- **PROBLEM DETAILS**: Search the entries for the word "lock" and report each line that has it.
[MATERIAL TO PROCESS — start]
use std::collections::{HashMap, HashSet};
use std::time::Duration;

use async_trait::async_trait;
use tokio::sync::Mutex;
use tracing::{debug, info};
use uuid::Uuid;

use crate::config::{CacheMode, EngineConfig};
use crate::error::EngineError;
use crate::registry::client::RegistryClient;
use crate::types::{workload_key, DefinitionRecord, DeployedDefinition, StartedInstance};

/// Operations a demo node needs from a workload engine. The production
/// implementation fronts the shared registry; tests swap in
/// [`InMemoryEngine`].
#[async_trait]
pub trait WorkloadEngine: Send + Sync {
    /// Number of definitions currently registered.
    async fn count_definitions(&self) -> Result<u64, EngineError>;

    /// Registers a definition. The store assigns the index and key; content
    /// is opaque and never inspected.
    async fn deploy(&self, name: &str, content: &str) -> Result<DeployedDefinition, EngineError>;

    /// Starts one instance of the newest definition registered under `key`.
    async fn start_instance_by_key(&self, key: &str) -> Result<StartedInstance, EngineError>;
}

/// Engine backed by the shared HTTP registry. In [`CacheMode::Local`] it
/// keeps resolved definitions in-process; in [`CacheMode::Clustered`] every
/// resolution goes back to the registry.
#[derive(Debug)]
pub struct RegistryEngine {
    client: RegistryClient,
    cache_mode: CacheMode,
    definition_cache: Mutex<HashMap<String, DefinitionRecord>>,
}

impl RegistryEngine {
    /// Builds an engine and verifies the registry is reachable. An engine
    /// that cannot see its registry is useless, so construction fails
    /// instead of deferring the surprise to the first real call.
    pub async fn build(config: EngineConfig) -> Result<Self, EngineError> {
        let client = RegistryClient::new(
            &config.registry_url,
            Duration::from_secs(config.request_timeout_secs),
        )?;
        client.health().await?;
        info!(
            registry_url = %client.base_url(),
            cache_mode = ?config.cache_mode,
            "workload engine ready"
        );
        Ok(Self {
            client,
            cache_mode: config.cache_mode,
            definition_cache: Mutex::new(HashMap::new()),
        })
    }

    pub fn cache_mode(&self) -> CacheMode {
        self.cache_mode
    }

    /// Resolves a definition, consulting the in-process cache in local mode.
    pub async fn definition(&self, key: &str) -> Result<DefinitionRecord, EngineError> {
        if self.cache_mode == CacheMode::Local {
            if let Some(record) = self.definition_cache.lock().await.get(key) {
                debug!(%key, "definition served from the local cache");
                return Ok(record.clone());
            }
        }
        let record = self.client.definition_by_key(key).await?;
        if self.cache_mode == CacheMode::Local {
            self.definition_cache
                .lock()
                .await
                .insert(key.to_string(), record.clone());
        }
        Ok(record)
    }

    /// Releases the engine. The registry itself stays up; only this node's
    /// view of it goes away.
    pub fn shutdown(self) {
        info!("closing down the workload engine");
    }
}

#[async_trait]
impl WorkloadEngine for RegistryEngine {
    async fn count_definitions(&self) -> Result<u64, EngineError> {
        self.client.count_definitions().await
    }

    async fn deploy(&self, name: &str, content: &str) -> Result<DeployedDefinition, EngineError> {
        self.client.register_definition(name, content).await
    }

    async fn start_instance_by_key(&self, key: &str) -> Result<StartedInstance, EngineError> {
        self.definition(key).await?;
        self.client.start_instance(key).await
    }
}

/// In-memory engine for tests and offline wiring. Mirrors the registry's
/// append-only key assignment so sequences look identical to callers.
#[derive(Debug, Default)]
pub struct InMemoryEngine {
    definitions: Mutex<Vec<DefinitionRecord>>,
    started: Mutex<Vec<String>>,
    deploy_capacity: Option<usize>,
    poisoned_keys: HashSet<String>,
}

impl InMemoryEngine {
    pub fn new() -> Self {
        Self::default()
    }

    /// Caps the number of accepted deployments; registrations past the cap
    /// are rejected, standing in for a store that ran out of room.
    pub fn with_deploy_capacity(capacity: usize) -> Self {
        Self {
            deploy_capacity: Some(capacity),
            ..Self::default()
        }
    }

    /// Makes every start of `key` fail, standing in for a definition whose
    /// instances cannot be scheduled.
    pub fn poison_key(mut self, key: impl Into<String>) -> Self {
        self.poisoned_keys.insert(key.into());
        self
    }

    pub async fn deployed(&self) -> Vec<DefinitionRecord> {
        self.definitions.lock().await.clone()
    }

    /// Keys of started instances, in start order.
    pub async fn started_keys(&self) -> Vec<String> {
        self.started.lock().await.clone()
    }
}

#[async_trait]
impl WorkloadEngine for InMemoryEngine {
    async fn count_definitions(&self) -> Result<u64, EngineError> {
        Ok(self.definitions.lock().await.len() as u64)
    }

    async fn deploy(&self, name: &str, content: &str) -> Result<DeployedDefinition, EngineError> {
        let mut definitions = self.definitions.lock().await;
        if let Some(capacity) = self.deploy_capacity {
            if definitions.len() >= capacity {
                return Err(EngineError::Rejected {
                    status: 503,
                    message: "definition store is full".to_string(),
                });
            }
        }
        let index = definitions.len() as u64 + 1;
        let record = DefinitionRecord {
            id: Uuid::new_v4(),
            index,
            key: workload_key(index),
            name: name.to_string(),
            content: content.to_string(),
        };
        let receipt = DeployedDefinition {
            id: record.id,
            index: record.index,
            key: record.key.clone(),
            name: record.name.clone(),
        };
        definitions.push(record);
        Ok(receipt)
    }

    async fn start_instance_by_key(&self, key: &str) -> Result<StartedInstance, EngineError> {
        if self.poisoned_keys.contains(key) {
            return Err(EngineError::Rejected {
                status: 503,
                message: format!("instances of '{key}' cannot be scheduled"),
            });
        }
        let definitions = self.definitions.lock().await;
        let record = definitions
            .iter()
            .rev()
            .find(|record| record.key == key)
            .ok_or_else(|| EngineError::DefinitionNotFound(key.to_string()))?;
        let instance = StartedInstance {
            instance_id: Uuid::new_v4(),
            key: key.to_string(),
            definition_id: record.id,
        };
        drop(definitions);
        self.started.lock().await.push(key.to_string());
        Ok(instance)
    }
}

#[cfg(test)]
mod tests {
    use super::*;
    use crate::registry::server::RegistryServer;

    fn config_for(url: String, cache_mode: CacheMode) -> EngineConfig {
        EngineConfig {
            registry_url: url,
            cache_mode,
            request_timeout_secs: 2,
        }
    }

    #[tokio::test]
    async fn in_memory_engine_assigns_sequential_keys() {
        let engine = InMemoryEngine::new();
        engine.deploy("unit-1", "alpha").await.unwrap();
        let receipt = engine.deploy("unit-2", "beta").await.unwrap();
        assert_eq!(receipt.key, "workload2");
        assert_eq!(engine.count_definitions().await.unwrap(), 2);

        let started = engine.start_instance_by_key("workload1").await.unwrap();
        assert_eq!(started.key, "workload1");
        assert_eq!(engine.started_keys().await, vec!["workload1".to_string()]);
    }

    #[tokio::test]
    async fn in_memory_engine_rejects_deploys_past_capacity() {
        let engine = InMemoryEngine::with_deploy_capacity(1);
        engine.deploy("unit-1", "alpha").await.unwrap();
        let err = engine.deploy("unit-2", "beta").await.unwrap_err();
        assert!(matches!(err, EngineError::Rejected { .. }));
        assert_eq!(engine.count_definitions().await.unwrap(), 1);
    }

    #[tokio::test]
    async fn in_memory_engine_fails_starts_of_poisoned_keys() {
        let engine = InMemoryEngine::new().poison_key("workload1");
        engine.deploy("unit-1", "alpha").await.unwrap();
        let err = engine.start_instance_by_key("workload1").await.unwrap_err();
        assert!(matches!(err, EngineError::Rejected { .. }));
        assert!(engine.started_keys().await.is_empty());
    }

    #[tokio::test]
    async fn build_fails_when_the_registry_is_unreachable() {
        let err = RegistryEngine::build(config_for(
            "http://127.0.0.1:9".to_string(),
            CacheMode::Local,
        ))
        .await
        .unwrap_err();
        assert!(matches!(err, EngineError::Transport(_)));
    }

    #[tokio::test]
    async fn local_mode_serves_repeat_resolutions_from_the_cache() {
        let handle = RegistryServer::start("127.0.0.1:0".parse().unwrap())
            .await
            .unwrap();
        let url = format!("http://{}", handle.local_addr());
        let engine = RegistryEngine::build(config_for(url, CacheMode::Local))
            .await
            .unwrap();
        let receipt = engine.deploy("unit-1", "alpha").await.unwrap();
        let first = engine.definition(&receipt.key).await.unwrap();

        // With the registry gone, only the cached copy can answer.
        handle.stop().await;
        let second = engine.definition(&receipt.key).await.unwrap();
        assert_eq!(first, second);
    }

    #[tokio::test]
    async fn clustered_mode_always_resolves_against_the_registry() {
        let handle = RegistryServer::start("127.0.0.1:0".parse().unwrap())
            .await
            .unwrap();
        let url = format!("http://{}", handle.local_addr());
        let engine = RegistryEngine::build(config_for(url, CacheMode::Clustered))
            .await
            .unwrap();
        let receipt = engine.deploy("unit-1", "alpha").await.unwrap();
        engine.definition(&receipt.key).await.unwrap();

        handle.stop().await;
        let err = engine.definition(&receipt.key).await.unwrap_err();
        assert!(matches!(err, EngineError::Transport(_)));
    }
}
[MATERIAL TO PROCESS — finish]
- **SOLUTION FOR THIS TASK**:
            if let Some(record) = self.definition_cache.lock().await.get(key) {
                .lock()
        self.definitions.lock().await.clone()
        self.started.lock().await.clone()
        Ok(self.definitions.lock().await.len() as u64)
        let mut definitions = self.definitions.lock().await;
        let definitions = self.definitions.lock().await;
        self.started.lock().await.push(key.to_string());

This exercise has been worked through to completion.